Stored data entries
******

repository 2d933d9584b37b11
//! Authentication primitives.
//!
//! - [`jwt`] -- JWT access-token generation and validation.

pub mod jwt;
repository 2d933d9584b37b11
//! Route declarations for `/v1/team`.
//!
//! Every route here runs in a team context: the team is taken from the
//! `X-Team-Id` request header.

pub mod agents;
pub mod assets;
pub mod members;
pub mod transactions;
pub mod wallet;

use mercato_core::routing::RouteGroup;

/// Routes mounted at `/v1/team`.
pub fn declare(team: &mut RouteGroup<'_>) {
    team.group("/wallet", "wallet", wallet::declare);
    team.group("/transactions", "transactions", transactions::declare);
    team.group("/members", "members", members::declare);
    team.group("/agents", "agents", agents::declare);
    team.group("/assets", "assets", assets::declare);
}
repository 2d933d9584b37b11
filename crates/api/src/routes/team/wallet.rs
//! Team wallet balance, deposits and withdrawals.

use mercato_core::routing::RouteGroup;

/// Routes mounted at `/v1/team/wallet`.
///
/// ```text
/// GET  /                               -> view
/// GET  /balance                        -> balance
/// GET  /transactions                   -> transactions
/// GET  /transactions/{transaction}     -> transactions.view
/// POST /deposit                        -> deposit
/// POST /withdraw                       -> withdraw
/// ```
pub fn declare(wallet: &mut RouteGroup<'_>) {
    wallet.get(
        "/",
        "view",
        "view team wallet balance details (balance, pending balance, pending deposit count & amount, \
         and pending withdrawal count & amount)",
    );
    wallet.get("/balance", "balance", "view team wallet balance");
    wallet
        .get(
            "/transactions",
            "transactions",
            "list team wallet deposits and withdrawals",
        )
        .paginated();
    wallet.get(
        "/transactions/{transaction}",
        "transactions.view",
        "view team wallet deposit or withdrawal",
    );
    wallet.post("/deposit", "deposit", "deposit to team wallet");
    wallet.post("/withdraw", "withdraw", "withdraw from team wallet");
}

******

TASK REQUIREMENTS: Copy all of the entries above exactly as shown.

OUTPUT:
repository 2d933d9584b37b11
//! Authentication primitives.
//!
//! - [`jwt`] -- JWT access-token generation and validation.

pub mod jwt;
repository 2d933d9584b37b11
//! Route declarations for `/v1/team`.
//!
//! Every route here runs in a team context: the team is taken from the
//! `X-Team-Id` request header.

pub mod agents;
pub mod assets;
pub mod members;
pub mod transactions;
pub mod wallet;

use mercato_core::routing::RouteGroup;

/// Routes mounted at `/v1/team`.
pub fn declare(team: &mut RouteGroup<'_>) {
    team.group("/wallet", "wallet", wallet::declare);
    team.group("/transactions", "transactions", transactions::declare);
    team.group("/members", "members", members::declare);
    team.group("/agents", "agents", agents::declare);
    team.group("/assets", "assets", assets::declare);
}
repository 2d933d9584b37b11
filename crates/api/src/routes/team/wallet.rs
//! Team wallet balance, deposits and withdrawals.

use mercato_core::routing::RouteGroup;

/// Routes mounted at `/v1/team/wallet`.
///
/// ```text
/// GET  /                               -> view
/// GET  /balance                        -> balance
/// GET  /transactions                   -> transactions
/// GET  /transactions/{transaction}     -> transactions.view
/// POST /deposit                        -> deposit
/// POST /withdraw                       -> withdraw
/// ```
pub fn declare(wallet: &mut RouteGroup<'_>) {
    wallet.get(
        "/",
        "view",
        "view team wallet balance details (balance, pending balance, pending deposit count & amount, \
         and pending withdrawal count & amount)",
    );
    wallet.get("/balance", "balance", "view team wallet balance");
    wallet
        .get(
            "/transactions",
            "transactions",
            "list team wallet deposits and withdrawals",
        )
        .paginated();
    wallet.get(
        "/transactions/{transaction}",
        "transactions.view",
        "view team wallet deposit or withdrawal",
    );
    wallet.post("/deposit", "deposit", "deposit to team wallet");
    wallet.post("/withdraw", "withdraw", "withdraw from team wallet");
}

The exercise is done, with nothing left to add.